Work to be completed –
Repeat each entry below exactly as it stands.

Data provided –
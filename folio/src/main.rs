use anyhow::Result;
use clap::{Parser, Subcommand};
use std::path::PathBuf;
use std::sync::Arc;
use std::time::Duration;
use tracing_subscriber::{layer::SubscriberExt, util::SubscriberInitExt};

use folio::api::auth::{JwtAuth, Role};
use folio::api::server::{ApiServer, ApiServerConfig};
use folio::config::AppConfig;
use folio_store::{ArtifactCatalog, FsBlobStore};

#[derive(Parser)]
#[command(name = "folio")]
#[command(about = "Shared literature repository backend", long_about = None)]
struct Cli {
    /// Path to a YAML config file (default: ./folio.yaml if present)
    #[arg(short, long)]
    config: Option<PathBuf>,

    #[command(subcommand)]
    command: Commands,
}

#[derive(Subcommand)]
enum Commands {
    /// Start the API server
    Serve {
        /// Host to bind to
        #[arg(long)]
        host: Option<String>,

        /// Port to bind to
        #[arg(short, long)]
        port: Option<u16>,

        /// JWT secret key (can also use JWT_SECRET env var)
        #[arg(long)]
        jwt_secret: Option<String>,

        /// Data directory for blobs and the catalog index
        #[arg(short, long)]
        data_dir: Option<PathBuf>,
    },

    /// Print storage statistics for a data directory
    Stats {
        /// Data directory
        #[arg(short, long)]
        data_dir: Option<PathBuf>,
    },

    /// Purge soft-deleted artifacts past the retention window
    Cleanup {
        /// Data directory
        #[arg(short, long)]
        data_dir: Option<PathBuf>,
    },

    /// Mint a JWT for scripting against the API
    Token {
        /// User the token identifies
        user: String,

        /// Grant the operator role
        #[arg(long)]
        operator: bool,

        /// Expiry in hours
        #[arg(long, default_value = "24")]
        expires: i64,

        /// JWT secret key (can also use JWT_SECRET env var)
        #[arg(long)]
        jwt_secret: Option<String>,
    },
}

#[tokio::main]
async fn main() -> Result<()> {
    // Initialize logging
    tracing_subscriber::registry()
        .with(tracing_subscriber::EnvFilter::new(
            std::env::var("RUST_LOG").unwrap_or_else(|_| "folio=info".into()),
        ))
        .with(tracing_subscriber::fmt::layer())
        .init();

    let cli = Cli::parse();
    let config = AppConfig::load(cli.config.as_deref())?;

    match cli.command {
        Commands::Serve {
            host,
            port,
            jwt_secret,
            data_dir,
        } => {
            let secret = resolve_jwt_secret(jwt_secret, &config);

            let server_config = ApiServerConfig {
                host: host.unwrap_or_else(|| config.host.clone()),
                port: port.unwrap_or(config.port),
                jwt_secret: secret,
                data_dir: data_dir.unwrap_or_else(|| config.data_dir.clone()),
                max_file_size: config.max_file_size,
                cache_max_memory_bytes: config.cache_max_memory_bytes,
                retention: config.retention_secs.map(Duration::from_secs),
                operators: config.operators.clone(),
            };

            println!(
                "Starting API server on {}:{}",
                server_config.host, server_config.port
            );
            ApiServer::new(server_config).start().await?;
        }

        Commands::Stats { data_dir } => {
            let catalog = open_catalog(data_dir, &config).await?;

            let stats = catalog.stats().await;
            let deleted = catalog.list_deleted(None).await;

            println!("Storage Statistics:");
            println!("  Files:        {}", stats.file_count);
            println!("  Total size:   {} bytes", stats.total_size);
            println!("  Average size: {:.1} bytes", stats.average_size);
            match &stats.largest_file {
                Some(largest) => println!(
                    "  Largest:      {} ({} bytes)",
                    largest.filename, largest.size
                ),
                None => println!("  Largest:      -"),
            }
            println!("  Recycle bin:  {} files", deleted.len());

            if !stats.by_type.is_empty() {
                println!("\nBy type:");
                let mut by_type: Vec<_> = stats.by_type.iter().collect();
                by_type.sort_by(|a, b| a.0.cmp(b.0));
                for (tag, type_stats) in by_type {
                    println!(
                        "  {:<8} {} files, {} bytes",
                        tag, type_stats.count, type_stats.total_size
                    );
                }
            }
        }

        Commands::Cleanup { data_dir } => {
            let catalog = open_catalog(data_dir, &config).await?;

            let report = catalog.cleanup().await?;
            println!(
                "Purged {} artifacts, freed {} bytes",
                report.purged, report.freed_space
            );
            if report.failed > 0 {
                println!(
                    "{} artifacts failed to purge and remain in the recycle bin",
                    report.failed
                );
            }
        }

        Commands::Token {
            user,
            operator,
            expires,
            jwt_secret,
        } => {
            let secret = resolve_jwt_secret(jwt_secret, &config);
            let auth = JwtAuth::new(&secret);
            let role = if operator { Role::Operator } else { Role::Member };

            let token = auth.generate_token(&user, role, Some(expires))?;
            println!("{}", token);
        }
    }

    Ok(())
}

fn resolve_jwt_secret(cli_value: Option<String>, config: &AppConfig) -> String {
    cli_value
        .or_else(|| config.resolve_jwt_secret())
        .unwrap_or_else(|| {
            println!("Warning: Using default JWT secret. Set JWT_SECRET env var or --jwt-secret for production.");
            "default_secret_change_in_production".to_string()
        })
}

async fn open_catalog(data_dir: Option<PathBuf>, config: &AppConfig) -> Result<ArtifactCatalog> {
    let data_dir = data_dir.unwrap_or_else(|| config.data_dir.clone());
    let blobs = Arc::new(FsBlobStore::new(data_dir.join("blobs")).await?);

    let mut catalog = ArtifactCatalog::new(blobs);
    if let Some(retention_secs) = config.retention_secs {
        catalog = catalog.with_retention(Duration::from_secs(retention_secs));
    }
    Ok(catalog.with_index(data_dir.join("catalog.json")).await?)
}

Problem solution –
filename folio/src/main.rs
use anyhow::Result;
use clap::{Parser, Subcommand};
use std::path::PathBuf;
use std::sync::Arc;
use std::time::Duration;
use tracing_subscriber::{layer::SubscriberExt, util::SubscriberInitExt};

use folio::api::auth::{JwtAuth, Role};
use folio::api::server::{ApiServer, ApiServerConfig};
use folio::config::AppConfig;
use folio_store::{ArtifactCatalog, FsBlobStore};

#[derive(Parser)]
#[command(name = "folio")]
#[command(about = "Shared literature repository backend", long_about = None)]
struct Cli {
    /// Path to a YAML config file (default: ./folio.yaml if present)
    #[arg(short, long)]
    config: Option<PathBuf>,

    #[command(subcommand)]
    command: Commands,
}

#[derive(Subcommand)]
enum Commands {
    /// Start the API server
    Serve {
        /// Host to bind to
        #[arg(long)]
        host: Option<String>,

        /// Port to bind to
        #[arg(short, long)]
        port: Option<u16>,

        /// JWT secret key (can also use JWT_SECRET env var)
        #[arg(long)]
        jwt_secret: Option<String>,

        /// Data directory for blobs and the catalog index
        #[arg(short, long)]
        data_dir: Option<PathBuf>,
    },

    /// Print storage statistics for a data directory
    Stats {
        /// Data directory
        #[arg(short, long)]
        data_dir: Option<PathBuf>,
    },

    /// Purge soft-deleted artifacts past the retention window
    Cleanup {
        /// Data directory
        #[arg(short, long)]
        data_dir: Option<PathBuf>,
    },

    /// Mint a JWT for scripting against the API
    Token {
        /// User the token identifies
        user: String,

        /// Grant the operator role
        #[arg(long)]
        operator: bool,

        /// Expiry in hours
        #[arg(long, default_value = "24")]
        expires: i64,

        /// JWT secret key (can also use JWT_SECRET env var)
        #[arg(long)]
        jwt_secret: Option<String>,
    },
}

#[tokio::main]
async fn main() -> Result<()> {
    // Initialize logging
    tracing_subscriber::registry()
        .with(tracing_subscriber::EnvFilter::new(
            std::env::var("RUST_LOG").unwrap_or_else(|_| "folio=info".into()),
        ))
        .with(tracing_subscriber::fmt::layer())
        .init();

    let cli = Cli::parse();
    let config = AppConfig::load(cli.config.as_deref())?;

    match cli.command {
        Commands::Serve {
            host,
            port,
            jwt_secret,
            data_dir,
        } => {
            let secret = resolve_jwt_secret(jwt_secret, &config);

            let server_config = ApiServerConfig {
                host: host.unwrap_or_else(|| config.host.clone()),
                port: port.unwrap_or(config.port),
                jwt_secret: secret,
                data_dir: data_dir.unwrap_or_else(|| config.data_dir.clone()),
                max_file_size: config.max_file_size,
                cache_max_memory_bytes: config.cache_max_memory_bytes,
                retention: config.retention_secs.map(Duration::from_secs),
                operators: config.operators.clone(),
            };

            println!(
                "Starting API server on {}:{}",
                server_config.host, server_config.port
            );
            ApiServer::new(server_config).start().await?;
        }

        Commands::Stats { data_dir } => {
            let catalog = open_catalog(data_dir, &config).await?;

            let stats = catalog.stats().await;
            let deleted = catalog.list_deleted(None).await;

            println!("Storage Statistics:");
            println!("  Files:        {}", stats.file_count);
            println!("  Total size:   {} bytes", stats.total_size);
            println!("  Average size: {:.1} bytes", stats.average_size);
            match &stats.largest_file {
                Some(largest) => println!(
                    "  Largest:      {} ({} bytes)",
                    largest.filename, largest.size
                ),
                None => println!("  Largest:      -"),
            }
            println!("  Recycle bin:  {} files", deleted.len());

            if !stats.by_type.is_empty() {
                println!("\nBy type:");
                let mut by_type: Vec<_> = stats.by_type.iter().collect();
                by_type.sort_by(|a, b| a.0.cmp(b.0));
                for (tag, type_stats) in by_type {
                    println!(
                        "  {:<8} {} files, {} bytes",
                        tag, type_stats.count, type_stats.total_size
                    );
                }
            }
        }

        Commands::Cleanup { data_dir } => {
            let catalog = open_catalog(data_dir, &config).await?;

            let report = catalog.cleanup().await?;
            println!(
                "Purged {} artifacts, freed {} bytes",
                report.purged, report.freed_space
            );
            if report.failed > 0 {
                println!(
                    "{} artifacts failed to purge and remain in the recycle bin",
                    report.failed
                );
            }
        }

        Commands::Token {
            user,
            operator,
            expires,
            jwt_secret,
        } => {
            let secret = resolve_jwt_secret(jwt_secret, &config);
            let auth = JwtAuth::new(&secret);
            let role = if operator { Role::Operator } else { Role::Member };

            let token = auth.generate_token(&user, role, Some(expires))?;
            println!("{}", token);
        }
    }

    Ok(())
}

fn resolve_jwt_secret(cli_value: Option<String>, config: &AppConfig) -> String {
    cli_value
        .or_else(|| config.resolve_jwt_secret())
        .unwrap_or_else(|| {
            println!("Warning: Using default JWT secret. Set JWT_SECRET env var or --jwt-secret for production.");
            "default_secret_change_in_production".to_string()
        })
}

async fn open_catalog(data_dir: Option<PathBuf>, config: &AppConfig) -> Result<ArtifactCatalog> {
    let data_dir = data_dir.unwrap_or_else(|| config.data_dir.clone());
    let blobs = Arc::new(FsBlobStore::new(data_dir.join("blobs")).await?);

    let mut catalog = ArtifactCatalog::new(blobs);
    if let Some(retention_secs) = config.retention_secs {
        catalog = catalog.with_retention(Duration::from_secs(retention_secs));
    }
    Ok(catalog.with_index(data_dir.join("catalog.json")).await?)
}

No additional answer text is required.